Article 1. Name.

This organization shall be called “The Glover Historical Society, Incorporated”.

Article 2. Purpose.

Advancing the study and understanding of the history of Glover. This purpose shall be pursued by the acquisition, preservation, interpretation and display in a museum setting of items related to Glover history; by publishing a periodical Newsletter; and by engaging in or sponsoring of, the compilation, publication and distribution of material, printed or otherwise, pertaining to the history of Glover.

Article 3. Board of Directors and Officers.

The Board of Directors, consisting of no fewer than eight and no more than twelve Directors, shall be elected at the Annual Meeting of the General Membership. Directors shall serve for three years with approximately one third of the Board membership elected each year. The Board shall elect its officers from the Board membership to serve for one year: President, Vice President, Treasurer and Secretary. If a vacancy occurs due to resignation or any other reason, the remaining member of the Board of Directors may, by majority vote, appoint a successor to serve until the next Annual Meeting.

One third of the Board of Directors shall constitute a quorum to conduct Board affairs.

The Board of Directors makes policy for the Society and monitors its execution. The Board is ultimately responsible for every aspect of the Society, its entire physical property, including it collections, its finances and legal obligations, its personnel and all its operations, activities and programs.

The President will call and preside at meetings of the Board. In the absence of the President, the Vice-President shall assume the President’s duties, with the order of succession passing to the Treasurer and then the Secretary. If required through continuing absence of the President, the Vice-President shall serve as Acting President until the next Annual Meeting.

Article 4. Standing Committees.

Three committees of the Board of Directors shall be standing, or permanent committees: 1. Finance, 2. Membership, 3. Acquisitions.

Each Standing Committee shall be chaired by a Director and may be served by non-directors. The Board shall elect all members of standing committees to serve, if a director, for the duration or the elected term, or, if non-director, for up to three years. The President shall appoint the Chair of each standing committee. (The President may appoint ad hoc committees, and chairs thereof, as required.)

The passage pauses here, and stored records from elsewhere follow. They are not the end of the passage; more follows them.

//! Reducers: pure state transitions returning follow-up effects.

use crate::core::optics::{ActionPrism, Getter, StateLens};
use crate::effects::Effect;
use std::fmt;
use std::sync::Arc;

/// The outcome of reducing one action: the next state and the effect to run.
///
/// Every reduction yields exactly one state and exactly one effect, which may
/// be [`Effect::none`].
pub struct Reduced<S, A> {
    pub state: S,
    pub effect: Effect<A>,
}

impl<S, A: Send + 'static> Reduced<S, A> {
    pub fn new(state: S, effect: Effect<A>) -> Self {
        Self { state, effect }
    }

    /// The next state with nothing left to do.
    pub fn none(state: S) -> Self {
        Self::new(state, Effect::none())
    }

    pub fn into_parts(self) -> (S, Effect<A>) {
        (self.state, self.effect)
    }
}

impl<S: fmt::Debug, A> fmt::Debug for Reduced<S, A> {
    fn fmt(&self, f: &mut fmt::Formatter<'_>) -> fmt::Result {
        f.debug_struct("Reduced")
            .field("state", &self.state)
            .field("effect", &self.effect)
            .finish()
    }
}

type ReduceFn<S, A, E> = Arc<dyn Fn(S, A, &E) -> Reduced<S, A> + Send + Sync>;

/// A pure function from `(state, action, environment)` to [`Reduced`].
///
/// Reducers are cheap to clone and compose: [`pullback`](Self::pullback)
/// lifts a local reducer into a larger domain, [`combine`](Self::combine)
/// runs several reducers over the same action.
///
/// # Example
///
/// ```rust
/// use tka::core::{Reduced, Reducer};
///
/// #[derive(Clone, Debug, PartialEq)]
/// enum Action {
///     Increment,
///     Decrement,
/// }
///
/// let counter = Reducer::new(|count: i32, action: Action, _env: &()| match action {
///     Action::Increment => Reduced::none(count + 1),
///     Action::Decrement => Reduced::none(count - 1),
/// });
///
/// let reduced = counter.reduce(0, Action::Increment, &());
/// assert_eq!(reduced.state, 1);
/// ```
pub struct Reducer<S, A, E> {
    reduce: ReduceFn<S, A, E>,
}

impl<S, A, E> Clone for Reducer<S, A, E> {
    fn clone(&self) -> Self {
        Self {
            reduce: Arc::clone(&self.reduce),
        }
    }
}

impl<S, A, E> fmt::Debug for Reducer<S, A, E> {
    fn fmt(&self, f: &mut fmt::Formatter<'_>) -> fmt::Result {
        f.write_str("Reducer")
    }
}

impl<S: 'static, A: Send + 'static, E: 'static> Reducer<S, A, E> {
    pub fn new<F>(reduce: F) -> Self
    where
        F: Fn(S, A, &E) -> Reduced<S, A> + Send + Sync + 'static,
    {
        Self {
            reduce: Arc::new(reduce),
        }
    }

    /// A reducer that leaves the state untouched.
    pub fn empty() -> Self {
        Self::new(|state, _, _| Reduced::none(state))
    }

    pub fn reduce(&self, state: S, action: A, environment: &E) -> Reduced<S, A> {
        (self.reduce)(state, action, environment)
    }

    /// Lift this reducer into a global domain.
    ///
    /// Global actions the prism does not match leave the global state
    /// unchanged with no effect. Matched actions reduce the lens-focused
    /// local state against the derived environment; local effects are
    /// embedded back into global actions.
    ///
    /// ```rust
    /// use tka::core::{ActionPrism, Getter, Reduced, Reducer, StateLens};
    ///
    /// #[derive(Clone, Debug, PartialEq)]
    /// struct App {
    ///     left: i32,
    ///     right: i32,
    /// }
    ///
    /// #[derive(Clone, Debug, PartialEq)]
    /// enum AppAction {
    ///     Left(i32),
    ///     Right(i32),
    /// }
    ///
    /// let add = Reducer::new(|n: i32, delta: i32, _: &()| Reduced::none(n + delta));
    /// let left = add.pullback(
    ///     StateLens::new(|app: &App| app.left, |app: App, left| App { left, ..app }),
    ///     ActionPrism::new(
    ///         |action: &AppAction| match action {
    ///             AppAction::Left(delta) => Some(*delta),
    ///             _ => None,
    ///         },
    ///         AppAction::Left,
    ///     ),
    ///     Getter::identity(),
    /// );
    ///
    /// let app = App { left: 0, right: 0 };
    /// let app = left.reduce(app, AppAction::Left(2), &()).state;
    /// let app = left.reduce(app, AppAction::Right(5), &()).state;
    /// assert_eq!(app, App { left: 2, right: 0 });
    /// ```
    pub fn pullback<GS, GA, GE>(
        &self,
        state: StateLens<GS, S>,
        action: ActionPrism<GA, A>,
        environment: Getter<GE, E>,
    ) -> Reducer<GS, GA, GE>
    where
        GS: 'static,
        GA: Send + 'static,
        GE: 'static,
    {
        let local = self.clone();
        Reducer::new(move |global: GS, global_action: GA, global_env: &GE| {
            let Some(local_action) = action.get(&global_action) else {
                return Reduced::none(global);
            };
            let local_env = environment.get(global_env);
            let (local_state, effect) = local
                .reduce(state.get(&global), local_action, &local_env)
                .into_parts();
            let embed = action.clone();
            Reduced::new(
                state.set(global, local_state),
                effect.map(move |local| embed.reverse_get(local)),
            )
        })
    }

    /// Lift this reducer to a state that may be absent.
    ///
    /// Reducing while the state is `None` is a programming error: the usual
    /// causes are an action sent after the parent cleared the state, an
    /// effect outliving the state it belongs to, or a parent reducer that
    /// runs before this one and clears the state. Debug builds panic;
    /// release builds log the error and leave the state as it is.
    pub fn optional(&self) -> Reducer<Option<S>, A, E> {
        let inner = self.clone();
        Reducer::new(move |state: Option<S>, action: A, environment: &E| match state {
            Some(state) => {
                let (state, effect) = inner.reduce(state, action, environment).into_parts();
                Reduced::new(Some(state), effect)
            }
            None => {
                if cfg!(debug_assertions) {
                    panic!("{ABSENT_STATE}");
                }
                tracing::error!("{ABSENT_STATE}");
                Reduced::none(None)
            }
        })
    }
}

const ABSENT_STATE: &str = "an optional reducer received an action while its state was absent. \
    Check that no action is sent after the parent clears this state, that long-running effects \
    are cancelled when the state is cleared, and that this reducer is combined before any \
    parent reducer that clears it";

impl<S: 'static, A: Clone + Send + 'static, E: 'static> Reducer<S, A, E> {
    /// Run every reducer on the same action, in order.
    ///
    /// Each reducer sees the state produced by the previous one, and the
    /// resulting effects run concurrently. Order matters: a parent reducer
    /// that clears state placed before a child reducer that needs it will
    /// trip [`optional`](Self::optional).
    pub fn combine<I>(reducers: I) -> Self
    where
        I: IntoIterator<Item = Reducer<S, A, E>>,
    {
        let reducers: Vec<Reducer<S, A, E>> = reducers.into_iter().collect();
        Self::new(move |state, action, environment| {
            let mut effects = Vec::with_capacity(reducers.len());
            let state = reducers.iter().fold(state, |state, reducer| {
                let (state, effect) = reducer
                    .reduce(state, action.clone(), environment)
                    .into_parts();
                effects.push(effect);
                state
            });
            Reduced::new(state, Effect::merge(effects))
        })
    }

    pub fn combined_with(&self, other: Reducer<S, A, E>) -> Self {
        Self::combine([self.clone(), other])
    }
}

#[cfg(test)]
mod tests {
    use super::*;
    use crate::effects::Event;
    use parking_lot::Mutex;

    #[derive(Clone, Debug, PartialEq)]
    enum Action {
        Add(i32),
        Double,
        Echo(i32),
    }

    fn arithmetic() -> Reducer<i32, Action, ()> {
        Reducer::new(|n, action, _| match action {
            Action::Add(k) => Reduced::none(n + k),
            Action::Double => Reduced::none(n * 2),
            Action::Echo(k) => Reduced::new(n, Effect::just(Action::Add(k))),
        })
    }

    fn emitted<A: Send + 'static>(effect: Effect<A>) -> Vec<A> {
        let seen = Arc::new(Mutex::new(Vec::new()));
        let sink = Arc::clone(&seen);
        effect.into_observable().subscribe(move |event| {
            if let Event::Next(action) = event {
                sink.lock().push(action);
            }
        });
        let values = std::mem::take(&mut *seen.lock());
        values
    }

    #[derive(Clone, Debug, PartialEq)]
    struct Pair {
        first: i32,
        second: i32,
    }

    #[derive(Clone, Debug, PartialEq)]
    enum PairAction {
        First(Action),
        Second(Action),
    }

    fn first_lens() -> StateLens<Pair, i32> {
        StateLens::new(|p: &Pair| p.first, |p: Pair, first| Pair { first, ..p })
    }

    fn first_prism() -> ActionPrism<PairAction, Action> {
        ActionPrism::new(
            |a: &PairAction| match a {
                PairAction::First(action) => Some(action.clone()),
                PairAction::Second(_) => None,
            },
            PairAction::First,
        )
    }

    #[test]
    fn empty_reducer_keeps_state() {
        let reduced = Reducer::<i32, Action, ()>::empty().reduce(3, Action::Double, &());
        assert_eq!(reduced.state, 3);
        assert!(emitted(reduced.effect).is_empty());
    }

    #[test]
    fn combine_threads_state_through_reducers() {
        let combined = Reducer::combine([arithmetic(), arithmetic()]);

        let reduced = combined.reduce(1, Action::Double, &());

        assert_eq!(reduced.state, 4);
    }

    #[test]
    fn combine_merges_effects() {
        let combined = arithmetic().combined_with(arithmetic());

        let reduced = combined.reduce(0, Action::Echo(5), &());

        assert_eq!(emitted(reduced.effect), vec![Action::Add(5), Action::Add(5)]);
    }

    #[test]
    fn pullback_ignores_foreign_actions() {
        let reducer = arithmetic().pullback(first_lens(), first_prism(), Getter::identity());
        let pair = Pair { first: 1, second: 1 };

        let reduced = reducer.reduce(pair.clone(), PairAction::Second(Action::Add(3)), &());

        assert_eq!(reduced.state, pair);
        assert!(emitted(reduced.effect).is_empty());
    }

    #[test]
    fn pullback_embeds_local_effects() {
        let reducer = arithmetic().pullback(first_lens(), first_prism(), Getter::identity());
        let pair = Pair { first: 1, second: 1 };

        let reduced = reducer.reduce(pair, PairAction::First(Action::Echo(2)), &());

        assert_eq!(reduced.state, Pair { first: 1, second: 1 });
        assert_eq!(
            emitted(reduced.effect),
            vec![PairAction::First(Action::Add(2))]
        );
    }

    #[test]
    fn pullback_uses_derived_environment() {
        let scaled = Reducer::new(|n: i32, action: Action, factor: &i32| match action {
            Action::Add(k) => Reduced::none(n + k * factor),
            _ => Reduced::none(n),
        });
        let reducer = scaled.pullback(
            first_lens(),
            first_prism(),
            Getter::new(|env: &(i32, &'static str)| env.0),
        );

        let reduced = reducer.reduce(
            Pair { first: 0, second: 0 },
            PairAction::First(Action::Add(2)),
            &(10, "unused"),
        );

        assert_eq!(reduced.state.first, 20);
    }

    #[test]
    fn optional_reduces_present_state() {
        let reduced = arithmetic().optional().reduce(Some(2), Action::Add(1), &());
        assert_eq!(reduced.state, Some(3));
    }

    #[test]
    #[cfg(debug_assertions)]
    #[should_panic(expected = "state was absent")]
    fn optional_panics_on_absent_state() {
        arithmetic().optional().reduce(None, Action::Add(1), &());
    }
}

Article 5. Membership and Dues.

Any person interested in historical affairs of Glover may become a member of the Society by paying a membership fee. Annual individual and family, and one-time life-membership fees will be set by the Board of Directors and approved by the General Membership. Names of members will be dropped from the rolls of the Society when dues are not paid for two consecutive years.

Article 6. Annual Meeting.

The Annual Meeting shall be held at a time and in a place to be determined by the Board of Directors. Special meetings of the membership may be called by the President, upon written request of ten members in full standing.

All annual or special General Membership Meetings shall be called by notice in one of the county newspapers, a minimum of seven days prior to the meeting, or by card or letter or Society Newsletter, addressed to members and mailed by first class mail a minimum of seven days prior to the meeting. Such notice shall set forth the date, time and place of the meeting, and the business to be transacted. Twelve members, six or more of whom shall be members of the Board of Directors, shall constitute a quorum at annual or special general membership meetings.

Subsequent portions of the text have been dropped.